= Beginning of Section =
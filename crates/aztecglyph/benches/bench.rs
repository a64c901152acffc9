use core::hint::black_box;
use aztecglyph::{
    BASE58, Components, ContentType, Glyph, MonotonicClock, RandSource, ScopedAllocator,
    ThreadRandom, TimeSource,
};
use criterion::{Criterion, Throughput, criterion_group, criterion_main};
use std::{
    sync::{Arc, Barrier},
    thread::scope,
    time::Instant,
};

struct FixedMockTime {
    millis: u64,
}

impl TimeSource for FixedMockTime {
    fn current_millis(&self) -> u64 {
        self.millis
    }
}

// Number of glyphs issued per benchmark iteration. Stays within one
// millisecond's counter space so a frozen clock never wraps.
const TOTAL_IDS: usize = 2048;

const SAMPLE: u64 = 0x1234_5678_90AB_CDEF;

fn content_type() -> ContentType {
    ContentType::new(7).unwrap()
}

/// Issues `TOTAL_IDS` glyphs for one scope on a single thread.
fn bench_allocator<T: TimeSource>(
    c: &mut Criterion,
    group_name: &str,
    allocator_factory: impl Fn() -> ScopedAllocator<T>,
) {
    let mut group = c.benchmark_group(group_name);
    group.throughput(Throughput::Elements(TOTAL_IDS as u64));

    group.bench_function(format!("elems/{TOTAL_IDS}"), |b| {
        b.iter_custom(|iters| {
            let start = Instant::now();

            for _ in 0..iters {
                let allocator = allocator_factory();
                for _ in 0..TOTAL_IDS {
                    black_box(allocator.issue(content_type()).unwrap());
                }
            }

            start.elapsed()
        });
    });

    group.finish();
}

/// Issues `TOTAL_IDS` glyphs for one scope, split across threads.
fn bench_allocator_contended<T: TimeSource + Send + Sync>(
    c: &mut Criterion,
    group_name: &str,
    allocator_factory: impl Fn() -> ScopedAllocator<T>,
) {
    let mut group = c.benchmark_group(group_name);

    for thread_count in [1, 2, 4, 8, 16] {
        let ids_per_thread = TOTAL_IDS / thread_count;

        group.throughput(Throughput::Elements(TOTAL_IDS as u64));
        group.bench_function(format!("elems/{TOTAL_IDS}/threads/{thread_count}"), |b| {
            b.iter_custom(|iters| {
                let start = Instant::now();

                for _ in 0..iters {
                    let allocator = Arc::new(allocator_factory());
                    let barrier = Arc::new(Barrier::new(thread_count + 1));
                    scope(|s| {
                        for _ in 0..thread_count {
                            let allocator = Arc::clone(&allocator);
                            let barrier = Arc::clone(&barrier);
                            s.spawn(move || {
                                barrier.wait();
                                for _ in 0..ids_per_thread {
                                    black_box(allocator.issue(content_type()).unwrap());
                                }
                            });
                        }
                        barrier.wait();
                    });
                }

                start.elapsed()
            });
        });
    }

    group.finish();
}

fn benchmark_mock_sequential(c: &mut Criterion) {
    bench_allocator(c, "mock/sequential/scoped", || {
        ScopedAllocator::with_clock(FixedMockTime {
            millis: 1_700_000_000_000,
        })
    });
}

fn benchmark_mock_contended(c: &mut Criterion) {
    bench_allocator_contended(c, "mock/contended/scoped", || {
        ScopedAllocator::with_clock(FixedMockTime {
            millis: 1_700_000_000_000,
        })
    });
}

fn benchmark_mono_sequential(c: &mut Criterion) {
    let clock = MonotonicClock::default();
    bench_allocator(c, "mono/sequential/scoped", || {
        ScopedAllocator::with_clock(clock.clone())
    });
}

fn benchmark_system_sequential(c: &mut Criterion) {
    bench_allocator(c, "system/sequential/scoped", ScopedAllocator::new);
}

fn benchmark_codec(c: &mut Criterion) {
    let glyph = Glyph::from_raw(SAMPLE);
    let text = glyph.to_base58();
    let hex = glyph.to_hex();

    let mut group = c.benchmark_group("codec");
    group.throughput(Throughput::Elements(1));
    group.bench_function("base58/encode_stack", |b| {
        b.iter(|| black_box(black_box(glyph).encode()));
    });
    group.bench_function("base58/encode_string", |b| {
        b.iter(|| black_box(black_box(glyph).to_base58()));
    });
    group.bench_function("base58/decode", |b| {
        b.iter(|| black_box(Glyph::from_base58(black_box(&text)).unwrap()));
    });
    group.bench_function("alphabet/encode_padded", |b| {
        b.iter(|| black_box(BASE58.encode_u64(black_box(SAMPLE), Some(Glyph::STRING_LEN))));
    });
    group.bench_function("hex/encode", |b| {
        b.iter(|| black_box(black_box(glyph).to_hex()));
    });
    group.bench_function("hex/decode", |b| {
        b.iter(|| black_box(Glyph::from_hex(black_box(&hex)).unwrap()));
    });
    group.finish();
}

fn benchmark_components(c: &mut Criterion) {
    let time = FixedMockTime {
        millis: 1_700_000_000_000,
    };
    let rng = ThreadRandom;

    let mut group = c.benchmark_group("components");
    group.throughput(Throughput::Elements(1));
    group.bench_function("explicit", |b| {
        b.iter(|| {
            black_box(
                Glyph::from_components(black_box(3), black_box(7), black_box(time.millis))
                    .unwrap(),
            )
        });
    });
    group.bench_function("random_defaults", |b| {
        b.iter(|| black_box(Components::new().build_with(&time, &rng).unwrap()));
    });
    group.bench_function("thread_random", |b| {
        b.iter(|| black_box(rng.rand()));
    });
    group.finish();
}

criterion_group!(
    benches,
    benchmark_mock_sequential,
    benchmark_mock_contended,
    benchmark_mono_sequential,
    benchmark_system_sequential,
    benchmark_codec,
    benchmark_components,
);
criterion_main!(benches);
= End of Section =
WHAT THE TASK ASKS - Scan the material for the string "Issues". Copy each line where it appears.

EXPECTED OUTPUT -
/// Issues `TOTAL_IDS` glyphs for one scope on a single thread.
/// Issues `TOTAL_IDS` glyphs for one scope, split across threads.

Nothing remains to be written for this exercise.